Esto va de esas noches en que nos reunimos, esperando desfasar, y, sin embargo, nada sucede. De esos días en que crees que nada va a pasar y se destruye el mundo. De esos instantes en que crees que ya lo has vivido todo pero algo te sorprende, para bien o para mal. Esto va de esa chica que te mira en el otro extremo del bar, y que no sabes si te mira porque le atraes o porque ya le estabas mirando tú primero. Esto va de esas noches alcohólicas en que todo te parece que encaja como la maquinaria de un reloj suizo, y de aquellas otras en que metes la pata hasta el fondo, de tal forma y manera que difícilmente hubieras podido hacerlo si lo hubieras hecho adrede. Hablo de esas noches en que vuelves a tu casa, solo, y lloras por lo desgraciado y vacío que te sientes, con el desconsuelo del que sabe que eso en particular nunca cambiará. De esas madrugadas en camas ajenas. De momentos nebulosos en que te levantas junto a alguien a quien has pagado en mitad de una borrachera. Sí, de uno de esos momentos de absoluta autodestrucción. Esto va de cuando aprietas los puños, y decides que ése, precisamente ése, es el crepúsculo de tu antigua vida, porque ya no puedes caer más bajo, y decides cambiar. Esto va, en fin, de la vida.

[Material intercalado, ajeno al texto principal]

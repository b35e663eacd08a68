use crate::llm::traits::CriteriaExtractor;
use anyhow::{Context, Result};
use async_trait::async_trait;
use reqwest::Client;
use serde::{Deserialize, Serialize};
use std::time::Duration;
use tracing::{debug, warn};

pub const DEFAULT_API_URL: &str = "https://api.openai.com/v1";
pub const DEFAULT_MODEL: &str = "gpt-3.5-turbo";

#[derive(Debug, Serialize)]
struct ChatRequest<'a> {
    model: &'a str,
    messages: Vec<Message<'a>>,
    response_format: ResponseFormat,
}

#[derive(Debug, Serialize)]
struct Message<'a> {
    role: &'static str,
    content: &'a str,
}

#[derive(Debug, Serialize)]
struct ResponseFormat {
    #[serde(rename = "type")]
    format_type: &'static str,
}

#[derive(Debug, Deserialize)]
struct ChatResponse {
    choices: Vec<ChatChoice>,
}

#[derive(Debug, Deserialize)]
struct ChatChoice {
    message: ChatMessage,
}

#[derive(Debug, Deserialize)]
struct ChatMessage {
    content: Option<String>,
}

/// Chat-completions backed criteria extraction
pub struct OpenAiExtractor {
    client: Client,
    api_key: String,
    base_url: String,
    model: String,
}

impl OpenAiExtractor {
    pub fn new(api_key: impl Into<String>) -> Result<Self> {
        Self::with_base_url(api_key, DEFAULT_API_URL, DEFAULT_MODEL)
    }

    /// Point the client at a custom endpoint (proxies, mock servers)
    pub fn with_base_url(
        api_key: impl Into<String>,
        base_url: impl Into<String>,
        model: impl Into<String>,
    ) -> Result<Self> {
        let client = Client::builder()
            .timeout(Duration::from_secs(30))
            .build()
            .context("Failed to create HTTP client")?;

        Ok(Self {
            client,
            api_key: api_key.into(),
            base_url: base_url.into().trim_end_matches('/').to_string(),
            model: model.into(),
        })
    }
}

#[async_trait]
impl CriteriaExtractor for OpenAiExtractor {
    async fn extract_criteria(&self, instructions: &str, query: &str) -> Result<String> {
        let request = ChatRequest {
            model: &self.model,
            messages: vec![
                Message {
                    role: "system",
                    content: instructions,
                },
                Message {
                    role: "user",
                    content: query,
                },
            ],
            response_format: ResponseFormat {
                format_type: "json_object",
            },
        };

        let response = self
            .client
            .post(format!("{}/chat/completions", self.base_url))
            .bearer_auth(&self.api_key)
            .json(&request)
            .send()
            .await
            .context("Failed to reach OpenAI")?;

        let status = response.status();
        if !status.is_success() {
            let body = response.text().await.unwrap_or_default();
            warn!(status = %status, error = %body, "OpenAI API error");
            anyhow::bail!("OpenAI returned status: {}", status);
        }

        let chat: ChatResponse = response
            .json()
            .await
            .context("Failed to decode OpenAI response")?;

        let content = chat
            .choices
            .into_iter()
            .next()
            .and_then(|choice| choice.message.content)
            .context("No content in OpenAI response")?;

        debug!(model = %self.model, "Criteria payload: {}", content);
        Ok(content)
    }

    fn service_name(&self) -> &'static str {
        "OpenAI"
    }
}
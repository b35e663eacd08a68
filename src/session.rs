use crate::agent::Conversation;
use anyhow::Result;
use std::future::Future;
use tokio::io::{AsyncBufRead, AsyncBufReadExt, AsyncWrite, AsyncWriteExt};
use tracing::info;

const PROMPT: &str = "> ";

/// Drive a conversation over line-based input until EOF, `quit`/`exit` or `shutdown`.
///
/// `shutdown` is raced against both reading a line and answering it, so a
/// long-running search is abandoned as soon as it resolves.
pub async fn run_session<R, W, S>(
    conversation: &mut Conversation<'_>,
    input: R,
    mut output: W,
    shutdown: S,
) -> Result<()>
where
    R: AsyncBufRead + Unpin,
    W: AsyncWrite + Unpin,
    S: Future<Output = ()>,
{
    tokio::pin!(shutdown);
    let mut lines = input.lines();

    output
        .write_all(format!("{}\n\n{}", Conversation::greeting(), PROMPT).as_bytes())
        .await?;
    output.flush().await?;

    loop {
        let line = tokio::select! {
            line = lines.next_line() => line?,
            _ = &mut shutdown => {
                info!("Interrupted while waiting for input");
                None
            }
        };
        let Some(line) = line else {
            break;
        };

        let query = line.trim();
        if query.is_empty() {
            output.write_all(PROMPT.as_bytes()).await?;
            output.flush().await?;
            continue;
        }
        if query.eq_ignore_ascii_case("quit") || query.eq_ignore_ascii_case("exit") {
            break;
        }

        let reply = tokio::select! {
            reply = conversation.respond(query) => reply,
            _ = &mut shutdown => {
                info!("Interrupted during search");
                break;
            }
        };
        output
            .write_all(format!("{}\n\n{}", reply.trim_end(), PROMPT).as_bytes())
            .await?;
        output.flush().await?;
    }

    Ok(())
}
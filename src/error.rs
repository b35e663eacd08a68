use thiserror::Error;

/// Message shown to the user whenever a query cannot be turned into criteria
pub const CLARIFY_CRITERIA: &str =
    "Please specify location, number of rooms, and maximum monthly rent.";

/// The query could not be converted into valid search criteria.
///
/// Displays as the clarification request; the underlying cause is kept for logs.
#[derive(Debug, Error)]
#[error("{}", CLARIFY_CRITERIA)]
pub struct CriteriaParseError {
    cause: String,
}

impl CriteriaParseError {
    pub fn invalid(cause: impl Into<String>) -> Self {
        Self {
            cause: cause.into(),
        }
    }

    /// What actually went wrong (collaborator failure, bad payload, invariant)
    pub fn cause(&self) -> &str {
        &self.cause
    }
}

/// Failures that abort the current search
#[derive(Debug, Error)]
pub enum SearchError {
    #[error(transparent)]
    CriteriaParse(#[from] CriteriaParseError),

    /// The crawl collaborator failed for the resolved search URL
    #[error("Crawl of {search_url} failed: {source}")]
    Crawl {
        search_url: String,
        #[source]
        source: anyhow::Error,
    },
}

/// Why a page fragment produced no listing
#[derive(Debug, Clone, Copy, Error, PartialEq, Eq)]
pub enum ExtractionSkip {
    #[error("fragment has no text")]
    EmptyText,
}

/// Why a listing did not pass the criteria matcher
#[derive(Debug, Clone, Error, PartialEq, Eq)]
pub enum MatchSkip {
    #[error("listing has no price")]
    MissingPrice,
    #[error("listing has no room count")]
    MissingBedrooms,
    #[error("listing has no location")]
    MissingLocation,
    #[error("price {price} exceeds ceiling {max_price}")]
    PriceAboveCeiling { price: u64, max_price: u64 },
    #[error("{bedrooms} rooms is below minimum {min_bedrooms}")]
    TooFewBedrooms { bedrooms: u32, min_bedrooms: u32 },
}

De la vida, sí. De esa vida inmunda que desperdicias con amigos, o lo que sea, que se dedican a apuñalarte por la espalda mientras, a la cara, te conquistan con ladinas sonrisas. De esa vida que se apaga lentamente, al lado de un cónyuge al que no conociste lo suficientemente pronto como para decidir no atarte a él para siempre. De esa vida en la que eres un Don Nadie, un tipo sombrío y sin futuro que espera que suceda algo o que aparezca alguien que le saque de la agonía. O de esa vida gris, vivida entre hormigón y acero, quemada en noches sin freno en locales con luces fosforescentes, con chicas que se dejan manosear por todos y por nadie, con drogas, alcohol, sexo y diversiones prohibidas. Sí, esa es la vida que aparentemente todos deseamos, pero que, cuando la alcanzamos, nos deja vacíos, yermos e inertes. De esa vida que quisimos y no pudimos vivir, de ese tránsito, de esa perversión, de esa mueca siniestra en el rostro del destino que todos, tú y yo incluidos, nos vemos obligados, o no, a vivir, y que sólo los hados saben dónde, cómo o cuándo acabará. Y por eso, amigo, te digo que, dado que la vida es efímera, hay que respirar profundo, follarse a esa tía, beberse esa copa o meterse esa raya, y dejar que, lo que sea que haya de venir, cuando quiera, pues eso, que venga.

Si nada de lo que me rodea me resulta especialmente excitante, si nada de lo que veo a diario me inspira, si nadie de alrededor hace que mi alma vibre, ¿qué he de hacer? Volverme humo, desaparecer entre la multitud, convertirme en todos y cada uno de los tipos que más he odiado en mi vida, para así, quizás, lograr pasar desapercibido.